[[ Record excerpts, beginning ]]
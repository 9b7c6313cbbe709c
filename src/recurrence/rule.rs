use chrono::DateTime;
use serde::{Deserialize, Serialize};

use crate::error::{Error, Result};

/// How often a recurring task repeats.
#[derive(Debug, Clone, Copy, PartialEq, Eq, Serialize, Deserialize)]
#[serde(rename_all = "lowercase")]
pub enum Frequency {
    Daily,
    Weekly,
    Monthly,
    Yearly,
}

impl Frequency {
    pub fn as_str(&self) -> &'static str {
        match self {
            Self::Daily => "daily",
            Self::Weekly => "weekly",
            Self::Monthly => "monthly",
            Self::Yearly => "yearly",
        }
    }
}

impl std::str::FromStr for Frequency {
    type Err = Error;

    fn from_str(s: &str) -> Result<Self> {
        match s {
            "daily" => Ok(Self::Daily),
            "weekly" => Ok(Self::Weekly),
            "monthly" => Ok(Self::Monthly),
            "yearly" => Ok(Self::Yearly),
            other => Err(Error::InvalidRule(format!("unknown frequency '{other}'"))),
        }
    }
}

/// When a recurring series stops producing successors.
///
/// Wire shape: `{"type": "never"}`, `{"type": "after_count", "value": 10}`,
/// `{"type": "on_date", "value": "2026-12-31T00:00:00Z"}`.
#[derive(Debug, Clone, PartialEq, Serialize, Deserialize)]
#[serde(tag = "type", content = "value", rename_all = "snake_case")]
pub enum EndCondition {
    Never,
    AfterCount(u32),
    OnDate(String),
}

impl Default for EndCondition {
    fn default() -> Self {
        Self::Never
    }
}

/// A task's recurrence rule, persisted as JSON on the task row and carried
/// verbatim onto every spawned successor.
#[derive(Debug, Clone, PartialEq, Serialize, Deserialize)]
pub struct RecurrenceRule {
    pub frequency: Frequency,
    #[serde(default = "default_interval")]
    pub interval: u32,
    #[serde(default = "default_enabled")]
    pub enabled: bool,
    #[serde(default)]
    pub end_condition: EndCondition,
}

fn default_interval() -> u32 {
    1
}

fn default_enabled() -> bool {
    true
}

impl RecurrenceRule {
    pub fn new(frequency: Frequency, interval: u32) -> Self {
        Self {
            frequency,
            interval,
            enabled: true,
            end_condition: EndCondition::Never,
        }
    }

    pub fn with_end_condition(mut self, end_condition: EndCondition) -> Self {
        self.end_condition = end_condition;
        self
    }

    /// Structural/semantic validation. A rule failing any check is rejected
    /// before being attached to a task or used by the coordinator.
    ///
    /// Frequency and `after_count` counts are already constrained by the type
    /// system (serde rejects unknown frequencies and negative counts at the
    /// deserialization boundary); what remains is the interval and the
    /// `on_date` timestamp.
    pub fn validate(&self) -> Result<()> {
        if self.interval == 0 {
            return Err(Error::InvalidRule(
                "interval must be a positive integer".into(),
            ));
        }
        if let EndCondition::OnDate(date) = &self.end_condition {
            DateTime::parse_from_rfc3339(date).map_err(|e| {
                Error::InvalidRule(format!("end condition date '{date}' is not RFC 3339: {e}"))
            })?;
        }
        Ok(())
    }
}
[[ Record excerpts, end ]]
[[ Record excerpts, beginning ]]
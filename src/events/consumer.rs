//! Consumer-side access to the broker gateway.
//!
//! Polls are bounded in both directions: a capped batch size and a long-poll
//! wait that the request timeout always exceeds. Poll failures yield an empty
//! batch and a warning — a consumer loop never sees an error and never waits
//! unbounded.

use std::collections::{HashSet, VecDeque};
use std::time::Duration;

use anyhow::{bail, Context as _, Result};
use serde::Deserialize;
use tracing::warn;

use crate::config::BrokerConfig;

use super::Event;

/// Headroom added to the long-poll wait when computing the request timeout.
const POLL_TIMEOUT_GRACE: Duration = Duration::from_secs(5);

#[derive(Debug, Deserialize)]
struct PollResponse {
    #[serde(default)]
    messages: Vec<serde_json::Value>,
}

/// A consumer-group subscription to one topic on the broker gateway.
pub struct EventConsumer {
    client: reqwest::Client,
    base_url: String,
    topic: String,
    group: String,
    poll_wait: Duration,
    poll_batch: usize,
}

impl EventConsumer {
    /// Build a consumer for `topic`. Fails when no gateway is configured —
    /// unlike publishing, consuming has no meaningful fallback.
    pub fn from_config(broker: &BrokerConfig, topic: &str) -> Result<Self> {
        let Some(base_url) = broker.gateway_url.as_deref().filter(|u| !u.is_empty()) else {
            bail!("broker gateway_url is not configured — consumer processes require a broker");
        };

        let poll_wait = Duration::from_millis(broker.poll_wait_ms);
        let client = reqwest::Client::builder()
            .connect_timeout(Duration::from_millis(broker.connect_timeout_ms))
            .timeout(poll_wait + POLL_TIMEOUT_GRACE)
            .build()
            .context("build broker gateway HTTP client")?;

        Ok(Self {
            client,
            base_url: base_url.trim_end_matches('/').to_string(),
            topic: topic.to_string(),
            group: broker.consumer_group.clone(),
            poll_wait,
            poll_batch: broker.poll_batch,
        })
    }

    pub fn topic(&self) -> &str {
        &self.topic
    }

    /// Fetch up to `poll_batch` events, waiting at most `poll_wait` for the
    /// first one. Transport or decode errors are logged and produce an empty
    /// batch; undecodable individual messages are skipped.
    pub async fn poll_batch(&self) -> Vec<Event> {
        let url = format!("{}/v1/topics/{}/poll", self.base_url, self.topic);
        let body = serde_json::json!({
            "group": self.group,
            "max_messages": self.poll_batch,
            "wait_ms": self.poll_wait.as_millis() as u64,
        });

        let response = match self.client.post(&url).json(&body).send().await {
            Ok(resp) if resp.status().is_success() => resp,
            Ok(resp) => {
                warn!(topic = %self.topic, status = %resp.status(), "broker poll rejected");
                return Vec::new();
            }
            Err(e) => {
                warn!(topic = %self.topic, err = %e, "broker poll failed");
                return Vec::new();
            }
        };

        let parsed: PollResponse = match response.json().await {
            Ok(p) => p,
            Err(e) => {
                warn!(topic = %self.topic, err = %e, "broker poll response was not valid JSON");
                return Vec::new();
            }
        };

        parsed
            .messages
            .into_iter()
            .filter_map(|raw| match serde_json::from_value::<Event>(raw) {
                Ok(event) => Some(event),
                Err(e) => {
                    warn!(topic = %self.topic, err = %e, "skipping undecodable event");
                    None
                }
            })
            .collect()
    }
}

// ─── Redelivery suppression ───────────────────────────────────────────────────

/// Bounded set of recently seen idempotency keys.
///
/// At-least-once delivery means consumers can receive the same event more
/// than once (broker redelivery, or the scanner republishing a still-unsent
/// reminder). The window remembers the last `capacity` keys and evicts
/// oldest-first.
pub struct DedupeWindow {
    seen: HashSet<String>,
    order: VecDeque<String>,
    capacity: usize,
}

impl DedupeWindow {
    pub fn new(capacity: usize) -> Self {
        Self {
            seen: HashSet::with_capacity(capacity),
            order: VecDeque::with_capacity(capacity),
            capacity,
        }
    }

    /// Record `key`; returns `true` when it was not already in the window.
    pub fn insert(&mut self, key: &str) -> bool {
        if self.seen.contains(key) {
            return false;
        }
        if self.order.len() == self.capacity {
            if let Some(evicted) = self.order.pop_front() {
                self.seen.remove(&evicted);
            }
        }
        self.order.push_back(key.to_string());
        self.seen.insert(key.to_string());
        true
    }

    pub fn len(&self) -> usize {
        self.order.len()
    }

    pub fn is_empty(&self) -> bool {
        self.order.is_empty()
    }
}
[[ Record excerpts, end ]]
• Assignment
Return every line of the preceding records in which the word "derive" appears.

• Answer for the task
#[derive(Debug, Clone, Copy, PartialEq, Eq, Serialize, Deserialize)]
#[derive(Debug, Clone, PartialEq, Serialize, Deserialize)]
#[derive(Debug, Clone, PartialEq, Serialize, Deserialize)]
#[derive(Debug, Deserialize)]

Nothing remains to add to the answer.